Before CMP B, [C] 15 01 02 15 opcode for Compare 01 Register B 02 Register C Update IP Why? We are comparing (seeing if they are equal) the contents of Register B and the contents of memory pointed to by Register C. The true or false result will be put in the Z (zero) FLAG. We are looping over the characters in a string and we are testing for the end of string character.

(after) CMP B, [C] Register B has the string termination character 00, Register C pointed to the letter ‘e’ (65). Thus the Z flag was set to false.

Before JNZ .loop 27 1F 27 opcode for Jump-If-Not-Zero 1F the value of the loop label, i.e. the top of the loop Update IP (because it’s a jump-if command, this may or may not be a simple increment). We’re branching here. Can’t you see we’re branching here. Why? We previously determined if we were at the end of the string. If we are not at the end of the string we jump to the top of the loop to process another character, otherwise we would fall out of the loop.

(after) JNZ .loop The Z flag was false, so we jumped to the loop label – in other words the IP was set to 1F

LOOPING We are looping through the characters of “Hello World!”. It is very repetitive until we get up to displaying the ‘!’ (that 21 in the first row of RAM) and then increment so that we are pointing to the 00 next to it – which is the string termination character. We will pick it back up at that point.

Before CMP B, [C] 15 01 02 15 opcode for Compare 01 Register B 02 Register C Update IP Why?
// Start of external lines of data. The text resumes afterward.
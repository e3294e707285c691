// Licensed under the Apache-2.0 license

//! Bus segments.
//!
//! An [`Adapter`] is created by [`crate::i2c::I2cCore::add_adapter`] from an
//! [`AdapterBuilder`]. Adapters may hang below another adapter (mux
//! branches); the parent link is a weak reference so ownership only flows
//! from parent to child.

use core::fmt;
use core::sync::atomic::{AtomicBool, Ordering};
use std::sync::{Arc, Weak};
use std::time::{Duration, Instant};

use fugit::MillisDurationU32;
use parking_lot::Mutex;

use crate::i2c::address::AddressSpace;
use crate::i2c::client::Client;
use crate::i2c::common::{ClassFlags, Functionality, I2cSpeed};
use crate::i2c::error::{I2cError, Result};
use crate::i2c::firmware::FirmwareNode;
use crate::i2c::lock::{AdapterLockOps, BusGuard, BusMutex, LockOps, LockScope};
use crate::i2c::quirks::AdapterQuirks;
use crate::i2c::traits::Algorithm;

/// Timeout applied when the builder leaves it unset.
pub const DEFAULT_TIMEOUT: MillisDurationU32 = MillisDurationU32::from_ticks(1000);

const QUIRK_REPORT_INTERVAL: Duration = Duration::from_secs(1);

/// Configuration of an adapter about to be registered.
pub struct AdapterBuilder {
    pub(crate) name: String,
    pub(crate) algo: Box<dyn Algorithm>,
    pub(crate) nr: Option<u32>,
    pub(crate) parent: Option<Arc<Adapter>>,
    class: ClassFlags,
    retries: u32,
    timeout: Option<MillisDurationU32>,
    quirks: Option<AdapterQuirks>,
    lock_ops: Option<Arc<dyn LockOps>>,
    fw_node: Option<Arc<dyn FirmwareNode>>,
    speed: Option<I2cSpeed>,
}

impl AdapterBuilder {
    #[must_use]
    pub fn new(name: &str, algo: impl Algorithm + 'static) -> Self {
        Self {
            name: name.to_owned(),
            algo: Box::new(algo),
            nr: None,
            parent: None,
            class: ClassFlags::empty(),
            retries: 0,
            timeout: None,
            quirks: None,
            lock_ops: None,
            fw_node: None,
            speed: None,
        }
    }

    /// Request a fixed bus number instead of a dynamic one.
    #[must_use]
    pub fn nr(mut self, nr: u32) -> Self {
        self.nr = Some(nr);
        self
    }

    /// Hang this adapter below `parent` as a mux branch.
    #[must_use]
    pub fn parent(mut self, parent: &Arc<Adapter>) -> Self {
        self.parent = Some(Arc::clone(parent));
        self
    }

    #[must_use]
    pub fn class(mut self, class: ClassFlags) -> Self {
        self.class = class;
        self
    }

    /// Extra attempts after an arbitration loss
    #[must_use]
    pub fn retries(mut self, retries: u32) -> Self {
        self.retries = retries;
        self
    }

    #[must_use]
    pub fn timeout(mut self, timeout: MillisDurationU32) -> Self {
        self.timeout = Some(timeout);
        self
    }

    #[must_use]
    pub fn quirks(mut self, quirks: AdapterQuirks) -> Self {
        self.quirks = Some(quirks);
        self
    }

    #[must_use]
    pub fn lock_ops(mut self, ops: Arc<dyn LockOps>) -> Self {
        self.lock_ops = Some(ops);
        self
    }

    #[must_use]
    pub fn fw_node(mut self, node: Arc<dyn FirmwareNode>) -> Self {
        self.fw_node = Some(node);
        self
    }

    #[must_use]
    pub fn speed(mut self, speed: I2cSpeed) -> Self {
        self.speed = Some(speed);
        self
    }

    pub(crate) fn build(self, nr: u32, atomic: Arc<AtomicBool>) -> Adapter {
        let depth = self.parent.as_ref().map_or(0, |p| adapter_depth(p) + 1);
        Adapter {
            nr,
            name: self.name,
            dev_name: format!("bus-{nr}"),
            algo: self.algo,
            lock_ops: self.lock_ops.unwrap_or_else(|| Arc::new(AdapterLockOps)),
            bus_mutex: BusMutex::new(nr, depth),
            quirks: self.quirks,
            class: self.class,
            retries: self.retries,
            timeout: self.timeout.unwrap_or(DEFAULT_TIMEOUT),
            speed: self.speed,
            parent: self.parent.as_ref().map(Arc::downgrade),
            depth,
            fw_node: self.fw_node,
            addrs: AddressSpace::new(),
            children: Mutex::new(Vec::new()),
            userspace_clients: Mutex::new(Vec::new()),
            suspended: AtomicBool::new(false),
            suspend_reported: AtomicBool::new(false),
            atomic,
            registered: AtomicBool::new(true),
            last_quirk_report: Mutex::new(None),
        }
    }
}

/// A direct child of an adapter.
#[derive(Clone)]
pub enum Child {
    Client(Arc<Client>),
    Adapter(Arc<Adapter>),
}

/// A registered bus segment.
pub struct Adapter {
    nr: u32,
    name: String,
    dev_name: String,
    algo: Box<dyn Algorithm>,
    lock_ops: Arc<dyn LockOps>,
    bus_mutex: BusMutex,
    quirks: Option<AdapterQuirks>,
    class: ClassFlags,
    retries: u32,
    timeout: MillisDurationU32,
    speed: Option<I2cSpeed>,
    parent: Option<Weak<Adapter>>,
    depth: u32,
    fw_node: Option<Arc<dyn FirmwareNode>>,
    addrs: AddressSpace,
    children: Mutex<Vec<Child>>,
    userspace_clients: Mutex<Vec<Arc<Client>>>,
    suspended: AtomicBool,
    suspend_reported: AtomicBool,
    atomic: Arc<AtomicBool>,
    registered: AtomicBool,
    last_quirk_report: Mutex<Option<Instant>>,
}

/// Number of mux levels between `adapter` and its root.
#[must_use]
pub fn adapter_depth(adapter: &Adapter) -> u32 {
    let mut depth = 0;
    let mut cur = adapter.parent();
    while let Some(parent) = cur {
        depth += 1;
        cur = parent.parent();
    }
    depth
}

impl Adapter {
    /// Start configuring a new adapter.
    #[must_use]
    pub fn builder(name: &str, algo: impl Algorithm + 'static) -> AdapterBuilder {
        AdapterBuilder::new(name, algo)
    }

    #[must_use]
    pub fn nr(&self) -> u32 {
        self.nr
    }

    #[must_use]
    pub fn name(&self) -> &str {
        &self.name
    }

    /// Namespace name, `bus-{nr}`
    #[must_use]
    pub fn dev_name(&self) -> &str {
        &self.dev_name
    }

    #[must_use]
    pub fn algorithm(&self) -> &dyn Algorithm {
        self.algo.as_ref()
    }

    #[must_use]
    pub fn functionality(&self) -> Functionality {
        self.algo.functionality(self)
    }

    #[must_use]
    pub fn check_functionality(&self, func: Functionality) -> bool {
        self.functionality().contains(func)
    }

    #[must_use]
    pub fn quirks(&self) -> Option<&AdapterQuirks> {
        self.quirks.as_ref()
    }

    #[must_use]
    pub fn class(&self) -> ClassFlags {
        self.class
    }

    #[must_use]
    pub fn retries(&self) -> u32 {
        self.retries
    }

    #[must_use]
    pub fn timeout(&self) -> MillisDurationU32 {
        self.timeout
    }

    pub(crate) fn timeout_duration(&self) -> Duration {
        Duration::from_millis(u64::from(self.timeout.to_millis()))
    }

    #[must_use]
    pub fn speed(&self) -> Option<I2cSpeed> {
        self.speed
    }

    #[must_use]
    pub fn fw_node(&self) -> Option<&Arc<dyn FirmwareNode>> {
        self.fw_node.as_ref()
    }

    /// Parent adapter when this is a mux branch.
    #[must_use]
    pub fn parent(&self) -> Option<Arc<Adapter>> {
        self.parent.as_ref().and_then(Weak::upgrade)
    }

    /// Topmost ancestor, or this adapter itself.
    #[must_use]
    pub fn root(self: &Arc<Self>) -> Arc<Adapter> {
        let mut cur = Arc::clone(self);
        while let Some(parent) = cur.parent() {
            cur = parent;
        }
        cur
    }

    /// Mux nesting depth recorded at registration
    #[must_use]
    pub fn depth(&self) -> u32 {
        self.depth
    }

    #[must_use]
    pub fn address_space(&self) -> &AddressSpace {
        &self.addrs
    }

    #[must_use]
    pub fn is_registered(&self) -> bool {
        self.registered.load(Ordering::Acquire)
    }

    pub(crate) fn mark_unregistered(&self) {
        self.registered.store(false, Ordering::Release);
    }

    pub(crate) fn in_atomic(&self) -> bool {
        self.atomic.load(Ordering::Acquire)
    }

    // ---- locking ----

    #[must_use]
    pub fn lock_ops(&self) -> &dyn LockOps {
        self.lock_ops.as_ref()
    }

    #[must_use]
    pub fn bus_mutex(&self) -> &BusMutex {
        &self.bus_mutex
    }

    /// Take exclusive access to the bus, blocking.
    pub fn lock_bus(&self, scope: LockScope) -> BusGuard<'_> {
        self.lock_ops.lock_bus(self, scope);
        BusGuard::new(self, scope)
    }

    /// Take exclusive access to the bus if it is free.
    #[must_use]
    pub fn try_lock_bus(&self, scope: LockScope) -> Option<BusGuard<'_>> {
        self.lock_ops
            .trylock_bus(self, scope)
            .then(|| BusGuard::new(self, scope))
    }

    /// Lock for a transfer: blocking normally, a single attempt in atomic context.
    pub(crate) fn lock_for_transfer(&self, scope: LockScope) -> Result<BusGuard<'_>> {
        if self.in_atomic() {
            self.try_lock_bus(scope).ok_or(I2cError::WouldBlock)
        } else {
            Ok(self.lock_bus(scope))
        }
    }

    // ---- suspend ----

    /// Reject further transfers until [`Adapter::mark_resumed`].
    pub fn mark_suspended(&self) {
        let _guard = self.lock_bus(LockScope::Root);
        self.suspended.store(true, Ordering::Release);
    }

    pub fn mark_resumed(&self) {
        let _guard = self.lock_bus(LockScope::Root);
        self.suspended.store(false, Ordering::Release);
        self.suspend_reported.store(false, Ordering::Release);
    }

    #[must_use]
    pub fn is_suspended(&self) -> bool {
        self.suspended.load(Ordering::Acquire)
    }

    /// True exactly once per suspension.
    pub(crate) fn first_suspended_report(&self) -> bool {
        !self.suspend_reported.swap(true, Ordering::AcqRel)
    }

    pub(crate) fn quirk_report_allowed(&self) -> bool {
        let mut last = self.last_quirk_report.lock();
        let now = Instant::now();
        match *last {
            Some(at) if now.duration_since(at) < QUIRK_REPORT_INTERVAL => false,
            _ => {
                *last = Some(now);
                true
            }
        }
    }

    // ---- children ----

    /// Snapshot of the direct children.
    #[must_use]
    pub fn children(&self) -> Vec<Child> {
        self.children.lock().clone()
    }

    /// Snapshot of the clients directly on this segment.
    #[must_use]
    pub fn clients(&self) -> Vec<Arc<Client>> {
        self.children
            .lock()
            .iter()
            .filter_map(|child| match child {
                Child::Client(client) => Some(Arc::clone(client)),
                Child::Adapter(_) => None,
            })
            .collect()
    }

    /// Snapshot of the mux branches directly below this adapter.
    #[must_use]
    pub fn child_adapters(&self) -> Vec<Arc<Adapter>> {
        self.children
            .lock()
            .iter()
            .filter_map(|child| match child {
                Child::Adapter(adapter) => Some(Arc::clone(adapter)),
                Child::Client(_) => None,
            })
            .collect()
    }

    pub(crate) fn add_child(&self, child: Child) {
        self.children.lock().push(child);
    }

    pub(crate) fn remove_client(&self, client: &Arc<Client>) {
        self.children.lock().retain(|child| match child {
            Child::Client(c) => !Arc::ptr_eq(c, client),
            Child::Adapter(_) => true,
        });
        self.userspace_clients
            .lock()
            .retain(|c| !Arc::ptr_eq(c, client));
    }

    pub(crate) fn remove_child_adapter(&self, adapter: &Adapter) {
        self.children.lock().retain(|child| match child {
            Child::Adapter(a) => !core::ptr::eq(Arc::as_ptr(a), adapter),
            Child::Client(_) => true,
        });
    }

    pub(crate) fn add_userspace_client(&self, client: Arc<Client>) {
        self.userspace_clients.lock().push(client);
    }

    pub(crate) fn take_userspace_client(&self, encoded: u16) -> Option<Arc<Client>> {
        let mut list = self.userspace_clients.lock();
        let pos = list.iter().position(|c| c.encoded_addr() == encoded)?;
        Some(list.remove(pos))
    }

    pub(crate) fn drain_userspace_clients(&self) -> Vec<Arc<Client>> {
        core::mem::take(&mut *self.userspace_clients.lock())
    }

    #[must_use]
    pub fn userspace_clients(&self) -> Vec<Arc<Client>> {
        self.userspace_clients.lock().clone()
    }

    // ---- busy checks ----

    fn has_client_at(&self, encoded: u16) -> bool {
        self.children.lock().iter().any(|child| match child {
            Child::Client(client) => client.encoded_addr() == encoded,
            Child::Adapter(_) => false,
        })
    }

    /// Clients sitting directly on any ancestor segment.
    fn check_mux_parents(&self, encoded: u16) -> bool {
        let mut cur = self.parent();
        while let Some(parent) = cur {
            if parent.has_client_at(encoded) {
                return true;
            }
            cur = parent.parent();
        }
        false
    }

    /// Clients on this segment and on every branch below it.
    fn check_mux_children(&self, encoded: u16) -> bool {
        let mut pending = Vec::new();
        for child in self.children.lock().iter() {
            match child {
                Child::Client(client) if client.encoded_addr() == encoded => return true,
                Child::Client(_) => {}
                Child::Adapter(adapter) => pending.push(Arc::clone(adapter)),
            }
        }
        while let Some(adapter) = pending.pop() {
            for child in adapter.children.lock().iter() {
                match child {
                    Child::Client(client) if client.encoded_addr() == encoded => return true,
                    Child::Client(_) => {}
                    Child::Adapter(branch) => pending.push(Arc::clone(branch)),
                }
            }
        }
        false
    }

    /// Whether `encoded` is owned anywhere it would be electrically visible
    /// from this segment: ancestor segments first, then this subtree.
    #[must_use]
    pub fn is_address_busy(&self, encoded: u16) -> bool {
        self.check_mux_parents(encoded) || self.check_mux_children(encoded)
    }
}

impl fmt::Debug for Adapter {
    fn fmt(&self, f: &mut fmt::Formatter<'_>) -> fmt::Result {
        f.debug_struct("Adapter")
            .field("nr", &self.nr)
            .field("name", &self.name)
            .field("class", &self.class)
            .field("retries", &self.retries)
            .field("timeout_ms", &self.timeout.to_millis())
            .field("depth", &self.depth)
            .field("suspended", &self.is_suspended())
            .finish_non_exhaustive()
    }
}

impl fmt::Debug for Child {
    fn fmt(&self, f: &mut fmt::Formatter<'_>) -> fmt::Result {
        match self {
            Self::Client(client) => f.debug_tuple("Client").field(&client.dev_name()).finish(),
            Self::Adapter(adapter) => f.debug_tuple("Adapter").field(&adapter.dev_name()).finish(),
        }
    }
}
We are comparing (seeing if they are equal) the contents of Register B and the contents of memory pointed to by Register C. The true or false result will be put in the Z (zero) FLAG. We are looping over the characters in a string and we are testing for the end of string character.
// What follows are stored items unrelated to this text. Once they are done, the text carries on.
// Licensed under the Apache-2.0 license

//! Driver registration and binding.

use std::sync::Arc;

use parking_lot::Mutex;

use crate::i2c::adapter::Adapter;
use crate::i2c::client::Client;
use crate::i2c::core::I2cCore;
use crate::i2c::error::{I2cError, Result};
use crate::i2c::traits::{I2cDeviceId, I2cDriver};

/// A registered driver and the clients its detection created.
pub(crate) struct DriverEntry {
    pub(crate) driver: Arc<dyn I2cDriver>,
    detected: Mutex<Vec<Arc<Client>>>,
}

impl DriverEntry {
    pub(crate) fn new(driver: Arc<dyn I2cDriver>) -> Self {
        Self {
            driver,
            detected: Mutex::new(Vec::new()),
        }
    }

    pub(crate) fn push_detected(&self, client: Arc<Client>) {
        self.detected.lock().push(client);
    }

    pub(crate) fn take_detected_on(&self, adapter: &Adapter) -> Vec<Arc<Client>> {
        let mut detected = self.detected.lock();
        let (gone, kept): (Vec<_>, Vec<_>) = detected
            .drain(..)
            .partition(|client| client.belongs_to(adapter));
        *detected = kept;
        gone
    }

    fn take_all_detected(&self) -> Vec<Arc<Client>> {
        core::mem::take(&mut *self.detected.lock())
    }

    pub(crate) fn forget(&self, client: &Arc<Client>) {
        self.detected.lock().retain(|c| !Arc::ptr_eq(c, client));
    }
}

/// Binds placeholder clients so their addresses stay reserved.
#[derive(Debug, Default, Clone, Copy)]
pub struct DummyDriver;

static DUMMY_ID: [I2cDeviceId; 2] = [
    I2cDeviceId::new("dummy", 0),
    I2cDeviceId::new("smbus_host_notify", 0),
];

impl I2cDriver for DummyDriver {
    fn name(&self) -> &str {
        "dummy"
    }

    fn id_table(&self) -> &[I2cDeviceId] {
        &DUMMY_ID
    }

    fn probe(&self, _client: &Arc<Client>) -> Result<()> {
        Ok(())
    }
}

impl I2cCore {
    pub(crate) fn drivers_snapshot(&self) -> Vec<Arc<DriverEntry>> {
        self.drivers.read().clone()
    }

    /// Register a driver, bind it to matching clients and let it detect
    /// devices on every adapter.
    ///
    /// # Errors
    ///
    /// Returns [`I2cError::Busy`] if a driver of that name is registered.
    pub fn register_driver(&self, driver: Arc<dyn I2cDriver>) -> Result<()> {
        let entry = {
            let mut drivers = self.drivers.write();
            if drivers.iter().any(|e| e.driver.name() == driver.name()) {
                return Err(I2cError::Busy);
            }
            let entry = Arc::new(DriverEntry::new(driver));
            drivers.push(Arc::clone(&entry));
            entry
        };
        log::info!("i2c-core: driver [{}] registered", entry.driver.name());

        let _ = self.for_each_client(|client| {
            if client.driver().is_none() && entry.driver.matches(client) {
                self.try_probe(client, &entry.driver);
            }
            core::ops::ControlFlow::<()>::Continue(())
        });

        for adapter in self.adapters() {
            if let Err(err) = self.detect(&adapter, &entry) {
                log::debug!(
                    "{}: detection by {} stopped ({err})",
                    adapter.dev_name(),
                    entry.driver.name()
                );
            }
        }
        Ok(())
    }

    /// Unregister a driver: its detected clients are removed and every
    /// client bound to it is unbound.
    ///
    /// # Errors
    ///
    /// Returns [`I2cError::NotFound`] for an unknown driver name.
    pub fn del_driver(&self, name: &str) -> Result<()> {
        let entry = {
            let mut drivers = self.drivers.write();
            let pos = drivers
                .iter()
                .position(|e| e.driver.name() == name)
                .ok_or(I2cError::NotFound)?;
            drivers.remove(pos)
        };

        for client in entry.take_all_detected() {
            log::debug!(
                "{}: removing {} at 0x{:02x}",
                client.dev_name(),
                client.type_name(),
                client.addr()
            );
            self.unregister_device(Some(&client));
        }

        let _ = self.for_each_client(|client| {
            if client
                .driver()
                .is_some_and(|d| Arc::ptr_eq(&d, &entry.driver))
            {
                self.unbind_client(client);
            }
            core::ops::ControlFlow::<()>::Continue(())
        });
        log::debug!("i2c-core: driver [{name}] unregistered");
        Ok(())
    }

    /// Clients created by `driver`'s detection that are still registered.
    #[must_use]
    pub fn detected_clients(&self, driver: &str) -> Vec<Arc<Client>> {
        self.drivers
            .read()
            .iter()
            .find(|e| e.driver.name() == driver)
            .map(|e| e.detected.lock().clone())
            .unwrap_or_default()
    }

    /// Retry binding every client that has no driver yet.
    pub fn probe_deferred(&self) {
        let _ = self.for_each_client(|client| {
            if client.driver().is_none() {
                self.bind_client(client);
            }
            core::ops::ControlFlow::<()>::Continue(())
        });
    }

    /// Probe the first matching driver. Returns true once bound or deferred.
    fn try_probe(&self, client: &Arc<Client>, driver: &Arc<dyn I2cDriver>) -> bool {
        if !client.claim_driver(driver) {
            return true;
        }
        match driver.probe(client) {
            Ok(()) => {
                log::debug!("{}: bound to driver {}", client.dev_name(), driver.name());
                true
            }
            Err(I2cError::Deferred) => {
                client.set_driver(None);
                log::info!("{}: probe with driver {} deferred", client.dev_name(), driver.name());
                true
            }
            Err(I2cError::NoDevice) => {
                client.set_driver(None);
                false
            }
            Err(err) => {
                client.set_driver(None);
                log::warn!(
                    "{}: probe with driver {} failed ({err})",
                    client.dev_name(),
                    driver.name()
                );
                true
            }
        }
    }

    /// Offer a freshly published client to the registered drivers.
    pub(crate) fn bind_client(&self, client: &Arc<Client>) {
        for entry in self.drivers_snapshot() {
            if entry.driver.matches(client) && self.try_probe(client, &entry.driver) {
                return;
            }
        }
    }

    pub(crate) fn unbind_client(&self, client: &Arc<Client>) {
        if let Some(driver) = client.take_driver() {
            if let Err(err) = driver.remove(client) {
                log::error!(
                    "{}: remove by driver {} failed ({err})",
                    client.dev_name(),
                    driver.name()
                );
            }
        }
    }

    pub(crate) fn forget_detected(&self, client: &Arc<Client>) {
        for entry in self.drivers.read().iter() {
            entry.forget(client);
        }
    }
}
(after) CMP B, [C] Register B has the string termination character 00, Register C pointed to the string termination character (00) as well. Thus the Z flag was set to true.
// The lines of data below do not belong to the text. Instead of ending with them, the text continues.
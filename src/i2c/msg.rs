// Licensed under the Apache-2.0 license

//! The message unit handed to transfer engines.

use embedded_hal::i2c::Operation;

use crate::i2c::common::I2C_MSG_MAX_LEN;
use crate::i2c::error::{I2cError, Result};

bitflags::bitflags! {
    /// Per-message modifiers. Direction is carried by the operation itself.
    #[derive(Debug, Clone, Copy, PartialEq, Eq, Hash, Default)]
    pub struct MsgFlags: u16 {
        /// Target uses a ten-bit address
        const TEN = 0x0010;
        /// First received byte is the length of the rest
        const RECV_LEN = 0x0400;
        /// Treat NAK from the target as ACK
        const IGNORE_NAK = 0x1000;
        /// Skip the (repeated) START for this message
        const NOSTART = 0x4000;
        /// Force a STOP after this message
        const STOP = 0x8000;
    }
}

/// One segment of a transfer: target address, modifiers and a buffer.
///
/// Every message begins with a START; the batch ends with a single STOP.
#[derive(Debug)]
pub struct I2cMsg<'a> {
    pub addr: u16,
    pub flags: MsgFlags,
    pub op: Operation<'a>,
}

impl<'a> I2cMsg<'a> {
    #[must_use]
    pub fn read(addr: u16, buf: &'a mut [u8]) -> Self {
        Self {
            addr,
            flags: MsgFlags::empty(),
            op: Operation::Read(buf),
        }
    }

    #[must_use]
    pub fn write(addr: u16, buf: &'a [u8]) -> Self {
        Self {
            addr,
            flags: MsgFlags::empty(),
            op: Operation::Write(buf),
        }
    }

    #[must_use]
    pub fn with_flags(mut self, flags: MsgFlags) -> Self {
        self.flags |= flags;
        self
    }

    #[must_use]
    pub fn is_read(&self) -> bool {
        matches!(self.op, Operation::Read(_))
    }

    #[must_use]
    pub fn len(&self) -> usize {
        match &self.op {
            Operation::Read(buf) => buf.len(),
            Operation::Write(buf) => buf.len(),
        }
    }

    #[must_use]
    pub fn is_empty(&self) -> bool {
        self.len() == 0
    }

    /// Reject buffers longer than a message length field can describe.
    ///
    /// # Errors
    ///
    /// Returns [`I2cError::InvalidArgument`] for oversized buffers.
    pub fn validate(&self) -> Result<()> {
        if self.len() > I2C_MSG_MAX_LEN {
            return Err(I2cError::InvalidArgument("message longer than 65535 bytes"));
        }
        Ok(())
    }

    pub(crate) fn direction(&self) -> &'static str {
        if self.is_read() {
            "read"
        } else {
            "write"
        }
    }
}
Before JNZ .loop 27 1F 27 opcode for Jump-If-Not-Zero 1F the value of the loop label, i.e. the top of the loop Update IP (because it’s a jump-if command, this may or may not be a simple increment). Why? We previously determined if we were at the end of the string. This time we are at the end of the string and we will fall out of the loop.

(after) JNZ .loop The Z flag was true, so we did not jump – in other words the IP was just incremented as a normal instruction.

Before POP B 36 01 36 opcode for POP 01 Register B Update IP & SP Take the value off the top of the stack (00) and copy it into Register B.

(after) POP B Register B now has a 00 (well it also had a 00 previously). The SP and IP are adjusted. We are returning Register B to its state for starting the loop. (In principle it might have changed.)

Before POP A 36 00 36 opcode for POP 00 Register A Update IP & SP Take the value off the top of the stack (00) and copy it into Register A. Adjust the stack pointer location.

(after) POP A Register A now has a 00 (previously it had a 21). The SP and IP are adjusted. We are returning Register A to its state for starting the loop.

Before RET 39 39 opcode for RET (NO DATA) Take the value from the top of the Stack which now matches what was placed there on the Subroutine CALL and place it in the IP. Also adjust the SP

(after) RET The IP is now pointing to the line of code after the subroutine call. The SP is back to its original value. You might still see the 17. But it’s really no longer “on the stack” because of the rules of stack access (LIFO protocol) that 17 is not accessible.

Before HLT 00 00 opcode for HLT (NO DATA) The purpose of HLT is to let us know we are done. Otherwise we would continue interpreting data in the RAM as opcodes and operands. Do not adjust IP

(after) HLT NOTHING. Stay as you are.